(Input material begins)

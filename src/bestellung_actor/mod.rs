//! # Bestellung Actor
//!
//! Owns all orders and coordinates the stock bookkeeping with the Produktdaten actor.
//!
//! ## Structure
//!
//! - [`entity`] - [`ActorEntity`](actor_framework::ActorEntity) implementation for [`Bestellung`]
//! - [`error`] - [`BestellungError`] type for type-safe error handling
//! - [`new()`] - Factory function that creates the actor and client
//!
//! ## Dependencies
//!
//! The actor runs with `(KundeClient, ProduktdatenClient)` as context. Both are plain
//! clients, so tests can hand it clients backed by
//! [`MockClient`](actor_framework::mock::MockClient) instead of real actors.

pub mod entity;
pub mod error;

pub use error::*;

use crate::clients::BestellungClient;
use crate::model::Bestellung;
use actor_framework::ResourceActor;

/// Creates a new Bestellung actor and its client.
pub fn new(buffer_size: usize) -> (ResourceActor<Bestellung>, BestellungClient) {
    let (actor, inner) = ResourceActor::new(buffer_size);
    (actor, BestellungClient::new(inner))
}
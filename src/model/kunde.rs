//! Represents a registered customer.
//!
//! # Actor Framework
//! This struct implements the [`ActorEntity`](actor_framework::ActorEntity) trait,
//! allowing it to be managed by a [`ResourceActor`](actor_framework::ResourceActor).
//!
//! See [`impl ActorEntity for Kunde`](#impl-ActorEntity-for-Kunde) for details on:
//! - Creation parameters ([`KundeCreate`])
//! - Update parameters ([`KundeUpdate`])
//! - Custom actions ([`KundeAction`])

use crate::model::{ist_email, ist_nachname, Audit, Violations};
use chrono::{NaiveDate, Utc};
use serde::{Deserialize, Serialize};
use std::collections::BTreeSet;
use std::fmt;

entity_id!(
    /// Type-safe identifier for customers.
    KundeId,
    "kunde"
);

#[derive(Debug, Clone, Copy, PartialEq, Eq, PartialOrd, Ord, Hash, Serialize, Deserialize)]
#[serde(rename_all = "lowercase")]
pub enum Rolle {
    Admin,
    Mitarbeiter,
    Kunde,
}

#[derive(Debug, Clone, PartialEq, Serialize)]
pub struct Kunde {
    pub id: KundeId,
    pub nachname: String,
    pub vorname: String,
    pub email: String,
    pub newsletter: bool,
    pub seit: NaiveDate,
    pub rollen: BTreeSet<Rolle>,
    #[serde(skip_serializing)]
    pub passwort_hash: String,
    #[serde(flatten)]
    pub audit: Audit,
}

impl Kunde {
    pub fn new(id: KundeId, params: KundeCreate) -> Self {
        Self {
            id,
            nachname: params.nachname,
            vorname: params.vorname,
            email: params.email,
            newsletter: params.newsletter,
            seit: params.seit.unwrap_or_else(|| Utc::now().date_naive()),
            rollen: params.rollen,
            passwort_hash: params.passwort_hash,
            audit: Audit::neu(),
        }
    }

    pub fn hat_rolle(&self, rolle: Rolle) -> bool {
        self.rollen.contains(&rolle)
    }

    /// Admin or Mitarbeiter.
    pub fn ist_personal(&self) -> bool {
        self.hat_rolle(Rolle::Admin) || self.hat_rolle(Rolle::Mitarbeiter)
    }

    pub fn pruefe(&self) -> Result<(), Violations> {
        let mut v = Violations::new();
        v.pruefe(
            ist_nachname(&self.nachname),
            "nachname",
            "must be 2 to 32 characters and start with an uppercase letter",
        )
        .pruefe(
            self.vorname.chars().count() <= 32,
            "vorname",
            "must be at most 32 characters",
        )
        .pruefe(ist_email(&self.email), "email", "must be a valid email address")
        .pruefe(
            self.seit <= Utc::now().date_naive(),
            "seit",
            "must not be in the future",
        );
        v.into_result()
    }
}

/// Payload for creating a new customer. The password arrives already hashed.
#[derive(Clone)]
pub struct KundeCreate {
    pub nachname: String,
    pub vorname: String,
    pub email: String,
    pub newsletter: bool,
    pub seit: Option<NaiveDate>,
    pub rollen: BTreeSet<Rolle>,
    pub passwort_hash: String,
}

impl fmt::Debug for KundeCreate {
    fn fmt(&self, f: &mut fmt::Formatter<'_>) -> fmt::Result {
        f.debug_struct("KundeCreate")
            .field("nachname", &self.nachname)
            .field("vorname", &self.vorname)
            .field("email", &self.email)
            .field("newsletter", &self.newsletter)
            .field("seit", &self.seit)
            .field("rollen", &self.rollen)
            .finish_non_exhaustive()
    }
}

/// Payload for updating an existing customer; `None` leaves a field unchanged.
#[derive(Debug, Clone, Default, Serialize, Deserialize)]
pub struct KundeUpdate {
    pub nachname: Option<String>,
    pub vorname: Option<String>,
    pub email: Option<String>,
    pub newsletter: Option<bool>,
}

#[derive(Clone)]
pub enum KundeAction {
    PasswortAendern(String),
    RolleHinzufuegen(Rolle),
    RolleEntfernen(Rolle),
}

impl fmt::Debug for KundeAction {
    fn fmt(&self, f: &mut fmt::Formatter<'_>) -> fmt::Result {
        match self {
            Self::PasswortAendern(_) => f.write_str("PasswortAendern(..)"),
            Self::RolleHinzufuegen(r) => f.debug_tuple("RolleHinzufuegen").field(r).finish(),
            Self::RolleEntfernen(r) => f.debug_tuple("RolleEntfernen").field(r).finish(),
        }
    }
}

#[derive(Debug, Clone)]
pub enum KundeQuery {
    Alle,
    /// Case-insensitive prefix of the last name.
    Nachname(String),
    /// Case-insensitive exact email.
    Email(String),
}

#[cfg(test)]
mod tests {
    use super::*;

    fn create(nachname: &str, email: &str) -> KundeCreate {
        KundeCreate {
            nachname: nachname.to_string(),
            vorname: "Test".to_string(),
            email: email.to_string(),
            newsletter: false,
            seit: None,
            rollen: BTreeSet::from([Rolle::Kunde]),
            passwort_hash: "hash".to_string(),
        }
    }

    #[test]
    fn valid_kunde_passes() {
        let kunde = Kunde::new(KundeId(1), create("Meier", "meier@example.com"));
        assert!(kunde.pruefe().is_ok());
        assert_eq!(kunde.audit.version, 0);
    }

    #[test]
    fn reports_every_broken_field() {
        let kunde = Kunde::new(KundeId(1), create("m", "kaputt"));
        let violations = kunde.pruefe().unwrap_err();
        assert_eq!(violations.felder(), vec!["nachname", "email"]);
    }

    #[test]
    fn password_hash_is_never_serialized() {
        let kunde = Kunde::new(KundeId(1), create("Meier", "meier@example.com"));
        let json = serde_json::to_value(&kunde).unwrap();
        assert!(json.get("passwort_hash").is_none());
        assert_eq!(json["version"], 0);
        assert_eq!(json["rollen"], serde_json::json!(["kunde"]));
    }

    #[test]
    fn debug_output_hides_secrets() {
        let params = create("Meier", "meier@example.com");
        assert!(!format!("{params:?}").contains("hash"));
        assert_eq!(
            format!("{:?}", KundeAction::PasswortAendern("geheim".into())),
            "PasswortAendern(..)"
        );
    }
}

(Input material ends)
(Input material begins)

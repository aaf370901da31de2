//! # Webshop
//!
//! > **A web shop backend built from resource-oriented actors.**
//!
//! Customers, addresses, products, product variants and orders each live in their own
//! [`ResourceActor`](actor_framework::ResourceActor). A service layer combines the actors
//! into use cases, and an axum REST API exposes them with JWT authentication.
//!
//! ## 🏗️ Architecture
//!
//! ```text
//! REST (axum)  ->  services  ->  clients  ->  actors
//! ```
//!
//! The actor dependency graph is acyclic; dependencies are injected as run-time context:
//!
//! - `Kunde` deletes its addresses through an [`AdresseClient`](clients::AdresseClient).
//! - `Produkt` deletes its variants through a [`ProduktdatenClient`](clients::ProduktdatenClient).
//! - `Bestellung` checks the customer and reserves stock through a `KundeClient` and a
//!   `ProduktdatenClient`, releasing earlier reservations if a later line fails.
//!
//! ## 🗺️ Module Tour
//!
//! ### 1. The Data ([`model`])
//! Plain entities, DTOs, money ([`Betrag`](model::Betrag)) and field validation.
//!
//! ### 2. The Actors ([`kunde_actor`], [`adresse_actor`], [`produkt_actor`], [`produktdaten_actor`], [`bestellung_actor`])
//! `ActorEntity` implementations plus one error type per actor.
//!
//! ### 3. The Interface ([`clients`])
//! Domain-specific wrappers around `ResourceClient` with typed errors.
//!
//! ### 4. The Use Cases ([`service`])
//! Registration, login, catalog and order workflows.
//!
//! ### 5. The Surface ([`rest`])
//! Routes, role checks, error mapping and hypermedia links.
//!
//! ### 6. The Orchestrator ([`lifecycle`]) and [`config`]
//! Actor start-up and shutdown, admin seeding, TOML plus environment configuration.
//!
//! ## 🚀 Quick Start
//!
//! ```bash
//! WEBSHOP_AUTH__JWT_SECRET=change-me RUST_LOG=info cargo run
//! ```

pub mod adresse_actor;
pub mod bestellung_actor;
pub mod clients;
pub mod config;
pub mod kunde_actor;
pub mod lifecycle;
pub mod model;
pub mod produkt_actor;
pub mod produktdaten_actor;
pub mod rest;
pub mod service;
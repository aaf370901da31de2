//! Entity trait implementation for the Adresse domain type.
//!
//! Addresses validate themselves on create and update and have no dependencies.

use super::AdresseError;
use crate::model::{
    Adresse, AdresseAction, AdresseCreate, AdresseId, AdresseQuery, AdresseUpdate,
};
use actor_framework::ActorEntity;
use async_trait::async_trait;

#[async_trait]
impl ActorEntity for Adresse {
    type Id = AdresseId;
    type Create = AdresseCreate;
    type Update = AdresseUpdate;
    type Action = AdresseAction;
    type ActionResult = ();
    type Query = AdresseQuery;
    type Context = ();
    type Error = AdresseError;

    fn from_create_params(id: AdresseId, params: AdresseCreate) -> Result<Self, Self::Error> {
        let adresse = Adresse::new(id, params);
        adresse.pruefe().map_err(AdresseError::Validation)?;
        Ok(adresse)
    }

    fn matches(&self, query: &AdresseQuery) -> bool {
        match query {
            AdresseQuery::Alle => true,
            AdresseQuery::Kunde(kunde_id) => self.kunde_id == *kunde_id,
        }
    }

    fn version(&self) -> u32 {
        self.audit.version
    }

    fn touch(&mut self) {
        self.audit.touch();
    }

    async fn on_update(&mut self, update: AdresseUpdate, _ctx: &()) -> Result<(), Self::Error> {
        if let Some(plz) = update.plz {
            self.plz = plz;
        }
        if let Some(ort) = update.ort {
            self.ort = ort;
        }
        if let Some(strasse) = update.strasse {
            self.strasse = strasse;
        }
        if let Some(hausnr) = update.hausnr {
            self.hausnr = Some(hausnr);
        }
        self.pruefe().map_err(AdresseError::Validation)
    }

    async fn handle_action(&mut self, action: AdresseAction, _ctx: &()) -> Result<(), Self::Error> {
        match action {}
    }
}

(Input material ends)

### [Activity]
Could you return every line from the entries above in which the string "AdresseAction" occurs?

### [Finished task]
    Adresse, AdresseAction, AdresseCreate, AdresseId, AdresseQuery, AdresseUpdate,
    type Action = AdresseAction;
    async fn handle_action(&mut self, action: AdresseAction, _ctx: &()) -> Result<(), Self::Error> {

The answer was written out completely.